Review
"Johanningsmeier's work is well written and documented....Recommended for upper-division students and scholars interested in literature and journalism in the second half of the 19th century." J.W. Parins, Choice
"For lucidity of writing and thoroughness and accuracy of research, this study deserves high praise. It will no doubt be an important resource for other scholars of publishing as well as for critics exploring the publishing histories of particular writers who published in syndicates. The book tackles the nitty-gritty details of negotiating procedures, forms of transport, and forms of technology that shaped the business." Nancy Glazener, American Literature
"...we can be grateful for this lively and judicious recall of a largely unappreciated aspect of the democratization of literary culture during the Gilded Age." Robert A. Colby, Publishing Reasearch Quarterly
"Fiction and the American Literary Marketplace provids and excellent, clearly written account of newspaper syndication that will constitute a basic work for subsequent scholarship on the American literary marketplace; that book should be of interest to anyone who studies the relationship of literature to periodical publication." Jeffrey D. Groves, Victorian Periodicals Review
"Charles Johanningsmeier's book sheds light on an obscure area of late-nineteenth-century textual distribution, that of newspaper syndicates." Ronald J. Zboray, American Historical Review
"Johanningsmeier has recovered a segment of the literary marketplace long misunderstood, denigrated, or simply ignored.
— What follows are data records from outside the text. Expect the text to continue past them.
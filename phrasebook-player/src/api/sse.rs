//! Server-Sent Events (SSE) broadcaster
//!
//! Streams real-time playback events to connected clients.

use axum::{
    extract::State,
    response::sse::{Event, Sse},
};
use futures::stream::{Stream, StreamExt};
use std::convert::Infallible;
use std::time::Duration;
use tokio_stream::wrappers::BroadcastStream;
use tracing::{debug, warn};

use phrasebook_common::events::PlayerEvent;

use crate::api::AppState;

/// GET /events - SSE event stream
pub async fn event_stream(
    State(ctx): State<AppState>,
) -> Sse<impl Stream<Item = Result<Event, Infallible>>> {
    debug!("New SSE client connected");

    let rx = ctx.state.subscribe_events();

    let stream = BroadcastStream::new(rx).filter_map(|result| async move {
        match result {
            Ok(event) => match serde_json::to_string(&event) {
                Ok(json) => {
                    let event_type = event_type_str(&event);
                    debug!("Broadcasting SSE event: {}", event_type);
                    Some(Ok(Event::default().event(event_type).data(json)))
                }
                Err(e) => {
                    warn!("Failed to serialize event: {}", e);
                    None
                }
            },
            Err(e) => {
                // BroadcastStream error (lagged or closed)
                warn!("SSE stream error: {:?}", e);
                None
            }
        }
    });

    Sse::new(stream).keep_alive(
        axum::response::sse::KeepAlive::new()
            .interval(Duration::from_secs(15))
            .text("keep-alive"),
    )
}

/// Extract the SSE event name from a PlayerEvent
fn event_type_str(event: &PlayerEvent) -> &'static str {
    match event {
        PlayerEvent::PlaybackStarted { .. } => "PlaybackStarted",
        PlayerEvent::PlaybackPaused { .. } => "PlaybackPaused",
        PlayerEvent::PlaybackResumed { .. } => "PlaybackResumed",
        PlayerEvent::PlaybackCompleted { .. } => "PlaybackCompleted",
        PlayerEvent::PlaybackStopped { .. } => "PlaybackStopped",
        PlayerEvent::FocusDenied { .. } => "FocusDenied",
        PlayerEvent::SessionStateChanged { .. } => "SessionStateChanged",
    }
}
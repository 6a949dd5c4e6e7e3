//! Event types for the phrasebook event system
//!
//! `PlayerEvent` is the externally observable event stream, broadcast to
//! SSE clients by the playback service.

use chrono::{DateTime, Utc};
use serde::{Deserialize, Serialize};
use uuid::Uuid;

/// Playback session states as visible to API/SSE consumers
#[derive(Debug, Clone, Copy, PartialEq, Eq, Serialize, Deserialize)]
#[serde(rename_all = "kebab-case")]
pub enum SessionStateName {
    Idle,
    FocusRequested,
    Playing,
    Paused,
}

impl std::fmt::Display for SessionStateName {
    fn fmt(&self, f: &mut std::fmt::Formatter<'_>) -> std::fmt::Result {
        match self {
            SessionStateName::Idle => write!(f, "idle"),
            SessionStateName::FocusRequested => write!(f, "focus-requested"),
            SessionStateName::Playing => write!(f, "playing"),
            SessionStateName::Paused => write!(f, "paused"),
        }
    }
}

/// Why an active clip stopped before (or instead of) reaching its end
#[derive(Debug, Clone, Copy, PartialEq, Eq, Serialize, Deserialize)]
#[serde(rename_all = "kebab-case")]
pub enum StopReason {
    /// Permanent focus loss: another client took the output device for good
    FocusLost,
    /// A new selection replaced the clip
    Superseded,
    /// The hosting surface stopped (backgrounded, shut down)
    HostStopped,
}

/// Phrasebook event types
#[derive(Debug, Clone, Serialize, Deserialize)]
#[serde(tag = "type")]
pub enum PlayerEvent {
    /// A clip began playing
    PlaybackStarted {
        clip_id: Uuid,
        timestamp: DateTime<Utc>,
    },

    /// Playback paused by a transient focus loss, position retained
    PlaybackPaused {
        clip_id: Uuid,
        position_ms: u64,
        timestamp: DateTime<Utc>,
    },

    /// Playback resumed from the retained position after focus returned
    PlaybackResumed {
        clip_id: Uuid,
        position_ms: u64,
        timestamp: DateTime<Utc>,
    },

    /// A clip reached its natural end
    PlaybackCompleted {
        clip_id: Uuid,
        timestamp: DateTime<Utc>,
    },

    /// A clip was torn down before completing
    PlaybackStopped {
        clip_id: Uuid,
        reason: StopReason,
        timestamp: DateTime<Utc>,
    },

    /// The focus arbiter refused a selection; nothing was played
    FocusDenied {
        clip_id: Uuid,
        timestamp: DateTime<Utc>,
    },

    /// Session state changed
    SessionStateChanged {
        state: SessionStateName,
        timestamp: DateTime<Utc>,
    },
}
This fine study demonstrates how slid business history illuminates American literary history." Scott E. Casper, The Journal of American History
Product Description
Conventional literary history has virtually ignored the role of newspaper syndicates in publishing some of the most famous nineteenth-century writers. Henry James, Rudyard Kipling and Mark Twain were among those who offered their early fiction to "Syndicates", firms that subsequently sold the work to newspapers across America for simultaneous, first-time publication. Charles Johanningsmeier shows how the economic practicalities of the syndicate system governed the consumption and interpretation of various literary texts. His study revises the conception of traditional literary history by examining the ordinary reader's response to some of the major writers of the nineteenth century.